Question

Differentiate the following functions. $$ u=\sin ^{3} x $$

Short answer

Answer: The derivative of the function sin^3(x) with respect to x is 3sin^2(x)cos(x).

Step-by-step solution

Identify the inner and outer functions

In the given function sin^3(x), the inner function is sin(x) and the outer function is raising to the power of 3.

Use the chain rule for differentiation

According to the chain rule, if we have a composite function u(v(x)), then its derivative is: $$ \frac{d}{dx}(u\big(v(x)\big)) = u'\big(v(x)\big)\cdot v'(x) $$ In our case, the outer function u(v) is v^3, so u'(v) = 3v^2. The inner function v(x) is sin(x), and its derivative v'(x) is cos(x).

Apply the chain rule

Now we can apply the chain rule to find the derivative: $$ \frac{d}{dx}(\sin^3(x)) = 3(\sin(x))^2\cdot\cos(x) $$ So, the derivative of the given function is: $$ \frac{d}{dx}(\sin^3(x)) = 3\sin^2(x)\cos(x) $$

Key concepts

Chain Rule

The chain rule is an essential tool in calculus when dealing with composite functions. It is particularly useful when a function is nested inside another. In simple terms, the chain rule helps us find the derivative of a composition of two or more functions.
For a function that can be expressed as a composition like \(f(g(x))\), where \(f\) is the outer function and \(g\) is the inner function, the chain rule states that the derivative is the product of the derivative of the outer function at the inner function times the derivative of the inner function itself:

• First, differentiate the outer function while keeping the inner function intact.
• Multiply this by the derivative of the inner function.
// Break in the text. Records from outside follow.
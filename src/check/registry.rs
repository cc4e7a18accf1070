//! Check registry.
//!
//! A [`CheckSuite`] is an ordered list of named closures. [`run_checks`]
//! evaluates them in declaration order, streams one progress line per check
//! through the UI, and collects a [`CheckReport`].
//!
//! # Example
//!
//! ```
//! use projkit::check::{run_checks, CheckOutcome, CheckSuite, RunOptions};
//! use projkit::ui::MockUI;
//!
//! let scripts = 3;
//! let suite = CheckSuite::new()
//!     .check("Has scripts", || scripts > 0)
//!     .check("Lockfile", || CheckOutcome::fail("no project library"));
//!
//! let mut ui = MockUI::new();
//! let report = run_checks(suite, RunOptions::default(), &mut ui).unwrap();
//!
//! assert_eq!(report.len(), 2);
//! assert_eq!(report.results()[1].text, "FALSE: no project library");
//! ```

use std::collections::HashSet;

use crate::error::{ProjkitError, Result};
use crate::ui::UserInterface;

use super::outcome::CheckValue;
use super::report::{CheckReport, CheckResult};

/// Width of the check-name column in the progress log.
pub const LABEL_WIDTH: usize = 40;

/// Character used to pad check names in the progress log.
pub const LABEL_FILL: char = '.';

type Thunk<'a> = Box<dyn FnOnce() -> CheckValue + 'a>;

/// A single named check.
pub struct Check<'a> {
    name: String,
    thunk: Thunk<'a>,
}

impl<'a> Check<'a> {
    /// Create a check from a name and a closure.
    pub fn new<F, V>(name: impl Into<String>, f: F) -> Self
    where
        F: FnOnce() -> V + 'a,
        V: Into<CheckValue>,
    {
        Self {
            name: name.into(),
            thunk: Box::new(move || f().into()),
        }
    }

    /// The check name.
    pub fn name(&self) -> &str {
        &self.name
    }
}

/// Ordered collection of checks.
#[derive(Default)]
pub struct CheckSuite<'a> {
    checks: Vec<Check<'a>>,
}

impl<'a> CheckSuite<'a> {
    /// Create an empty suite.
    pub fn new() -> Self {
        Self { checks: Vec::new() }
    }

    /// Add a check, builder style.
    pub fn check<F, V>(mut self, name: impl Into<String>, f: F) -> Self
    where
        F: FnOnce() -> V + 'a,
        V: Into<CheckValue>,
    {
        self.push(Check::new(name, f));
        self
    }

    /// Add a check.
    pub fn push(&mut self, check: Check<'a>) {
        self.checks.push(check);
    }

    /// Check names in declaration order.
    pub fn names(&self) -> impl Iterator<Item = &str> {
        self.checks.iter().map(|c| c.name())
    }

    /// Number of checks.
    pub fn len(&self) -> usize {
        self.checks.len()
    }

    /// Check if the suite is empty.
    pub fn is_empty(&self) -> bool {
        self.checks.is_empty()
    }
}

/// Options for [`run_checks`].
#[derive(Debug, Clone, Default)]
pub struct RunOptions {
    /// Suppress the progress log.
    pub silent: bool,

    /// Report from an earlier suite whose rows come first.
    pub append: Option<CheckReport>,
}

/// Evaluate every check in `suite` and collect the results.
///
/// Unless silenced, each check's padded name and textual result are written
/// through `ui` as soon as the check has run. Rows from `options.append`
/// precede the new rows.
///
/// # Errors
///
/// Returns [`ProjkitError::DuplicateCheck`] before evaluating anything if two
/// checks share a name, and [`ProjkitError::NonScalarCheck`] naming every
/// check that yielded other than exactly one outcome. Both are mistakes in
/// the suite definition; no report is produced.
pub fn run_checks(
    suite: CheckSuite<'_>,
    options: RunOptions,
    ui: &mut dyn UserInterface,
) -> Result<CheckReport> {
    let mut seen = HashSet::new();
    for name in suite.names() {
        if !seen.insert(name) {
            return Err(ProjkitError::DuplicateCheck {
                name: name.to_string(),
            });
        }
    }

    let mut report = CheckReport::new();
    let mut non_scalar = Vec::new();

    for check in suite.checks {
        let value = (check.thunk)();
        match value.into_scalar() {
            Some(outcome) => {
                tracing::debug!("check '{}' -> {}", check.name, outcome.text());
                if !options.silent {
                    ui.message(&format!("{} {}", format_label(&check.name), outcome.text()));
                }
                report.push(CheckResult::new(check.name, &outcome));
            }
            None => non_scalar.push(check.name),
        }
    }

    if !non_scalar.is_empty() {
        return Err(ProjkitError::NonScalarCheck { names: non_scalar });
    }

    if let Some(prior) = options.append {
        report.prepend(prior);
    }

    Ok(report)
}

/// Pad or truncate a check name to [`LABEL_WIDTH`] characters.
pub fn format_label(name: &str) -> String {
    let mut label: String = name.chars().take(LABEL_WIDTH).collect();
    let len = label.chars().count();
    label.extend(std::iter::repeat_n(LABEL_FILL, LABEL_WIDTH - len));
    label
}

#[cfg(test)]
mod tests {
    use super::*;
    use crate::check::CheckOutcome;
    use crate::ui::MockUI;
    use std::cell::RefCell;

    #[test]
    fn one_row_per_check_in_declaration_order() {
        let suite = CheckSuite::new()
            .check("first", || true)
            .check("second", || CheckOutcome::fail("nope"))
            .check("third", || CheckOutcome::info("n/a"));
        let mut ui = MockUI::new();

        let report = run_checks(suite, RunOptions::default(), &mut ui).unwrap();

        let names: Vec<_> = report.iter().map(|r| r.name.as_str()).collect();
        assert_eq!(names, ["first", "second", "third"]);
        assert_eq!(report.results()[0].passed, Some(true));
        assert_eq!(report.results()[1].text, "FALSE: nope");
        assert_eq!(report.results()[2].passed, None);
    }

    #[test]
    fn evaluates_in_order() {
        let order = RefCell::new(Vec::new());
        let suite = CheckSuite::new()
            .check("a", || {
                order.borrow_mut().push("a");
                true
            })
            .check("b", || {
                order.borrow_mut().push("b");
                true
            });
        let mut ui = MockUI::new();

        run_checks(suite, RunOptions::default(), &mut ui).unwrap();

        assert_eq!(*order.borrow(), ["a", "b"]);
    }

    #[test]
    fn append_rows_come_first() {
        let mut ui = MockUI::new();
        let base = run_checks(
            CheckSuite::new().check("inherited", || true),
            RunOptions::default(),
            &mut ui,
        )
        .unwrap();

        let report = run_checks(
            CheckSuite::new().check("own", || false),
            RunOptions {
                silent: false,
                append: Some(base),
            },
            &mut ui,
        )
        .unwrap();

        let names: Vec<_> = report.iter().map(|r| r.name.as_str()).collect();
        assert_eq!(names, ["inherited", "own"]);
    }

    #[test]
    fn two_element_result_aborts_naming_check() {
        let suite = CheckSuite::new()
            .check("fine", || true)
            .check("pair", || vec![true, false]);
        let mut ui = MockUI::new();

        let err = run_checks(suite, RunOptions::default(), &mut ui).unwrap_err();

        match err {
            ProjkitError::NonScalarCheck { names } => assert_eq!(names, ["pair"]),
            other => panic!("unexpected error: {other}"),
        }
    }

    #[test]
    fn every_non_scalar_check_is_named() {
        let suite = CheckSuite::new()
            .check("empty", Vec::<CheckOutcome>::new)
            .check("pair", || vec![true, true]);
        let mut ui = MockUI::new();

        let err = run_checks(suite, RunOptions::default(), &mut ui).unwrap_err();

        assert!(err.to_string().contains("empty, pair"));
    }

    #[test]
    fn single_element_vector_is_accepted() {
        let suite = CheckSuite::new().check("one", || vec![CheckOutcome::Pass]);
        let mut ui = MockUI::new();

        let report = run_checks(suite, RunOptions::default(), &mut ui).unwrap();

        assert_eq!(report.results()[0].text, "TRUE");
    }

    #[test]
    fn duplicate_names_are_rejected_before_evaluation() {
        let ran = RefCell::new(false);
        let suite = CheckSuite::new()
            .check("same", || {
                *ran.borrow_mut() = true;
                true
            })
            .check("same", || true);
        let mut ui = MockUI::new();

        let err = run_checks(suite, RunOptions::default(), &mut ui).unwrap_err();

        assert!(matches!(err, ProjkitError::DuplicateCheck { .. }));
        assert!(!*ran.borrow());
    }

    #[test]
    fn streams_padded_name_and_result() {
        let suite = CheckSuite::new().check("Layout", || CheckOutcome::fail("models"));
        let mut ui = MockUI::new();

        run_checks(suite, RunOptions::default(), &mut ui).unwrap();

        let expected = format!("Layout{} FALSE: models", ".".repeat(LABEL_WIDTH - 6));
        assert_eq!(ui.messages(), [expected]);
    }

    #[test]
    fn silent_suppresses_progress() {
        let suite = CheckSuite::new().check("quiet", || true);
        let mut ui = MockUI::new();

        let report = run_checks(
            suite,
            RunOptions {
                silent: true,
                append: None,
            },
            &mut ui,
        )
        .unwrap();

        assert_eq!(report.len(), 1);
        assert!(ui.messages().is_empty());
    }

    #[test]
    fn label_is_truncated_to_width() {
        let long = "x".repeat(LABEL_WIDTH + 10);
        assert_eq!(format_label(&long).chars().count(), LABEL_WIDTH);
        assert_eq!(format_label("ab"), format!("ab{}", ".".repeat(LABEL_WIDTH - 2)));
    }

    #[test]
    fn empty_suite_yields_empty_report() {
        let mut ui = MockUI::new();
        let report = run_checks(CheckSuite::new(), RunOptions::default(), &mut ui).unwrap();
        assert!(report.is_empty());
    }
}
Applying this to our example, \(u = \sin^{3}(x)\), we treat the outer function as \(v^3\), where \(v = \sin(x)\). The differentiation follows:
\[\frac{d}{dx}(v^3) = 3v^2\times v'(x) \]
Here, the inner derivative \(v'(x) = \cos(x)\). The chain rule ensures we can manage complex functions by breaking them down into simpler, more manageable parts.

Derivative of Trigonometric Functions

Differentiating trigonometric functions is a key part of calculus and it helps solve a variety of real-world problems. The basic trigonometric functions include sine, cosine, and tangent, among others. Each has a specific rule for differentiation:

• The derivative of \(\sin(x)\) is \(\cos(x)\).
• The derivative of \(\cos(x)\) is \(-\sin(x)\).
• The derivative of \(\tan(x)\) is \(\sec^2(x)\).

In our original problem, \(\sin(x)\) is the trigonometric function of interest. When we apply the derivative to \(\sin(x)\), we get \(\cos(x)\). This step is crucial when using the chain rule, as it allows us to find the inner derivative needed to solve for the entire function. Thus, for \(u = \sin^3(x)\), the inner function's derivative \(v'(x)\) is \(\cos(x)\), which then plugs into the chain rule formula.

Composite Functions

Composite functions are formed when one function is applied to the result of another function. They are written in the form \(f(g(x))\) or often described using \(u(v(x))\), where \(f\) or \(u\) is the outer function and \(g\) or \(v\) is the inner function.
Understanding composite functions is crucial because many real-life situations require such compositions. Solving them involves understanding both functions separately and using techniques like the chain rule to differentiate them effectively.
For example, in our exercise, \(u = \sin^3(x)\) means we have a function, specifically \(v = \sin(x)\), nested inside another function, \(v^3\). Computing their derivatives involves treating the outer operation first, then working inward.
Knowing how composite functions operate helps to unravel potentially complicated expressions into simpler components, making calculus problems more approachable and solvable.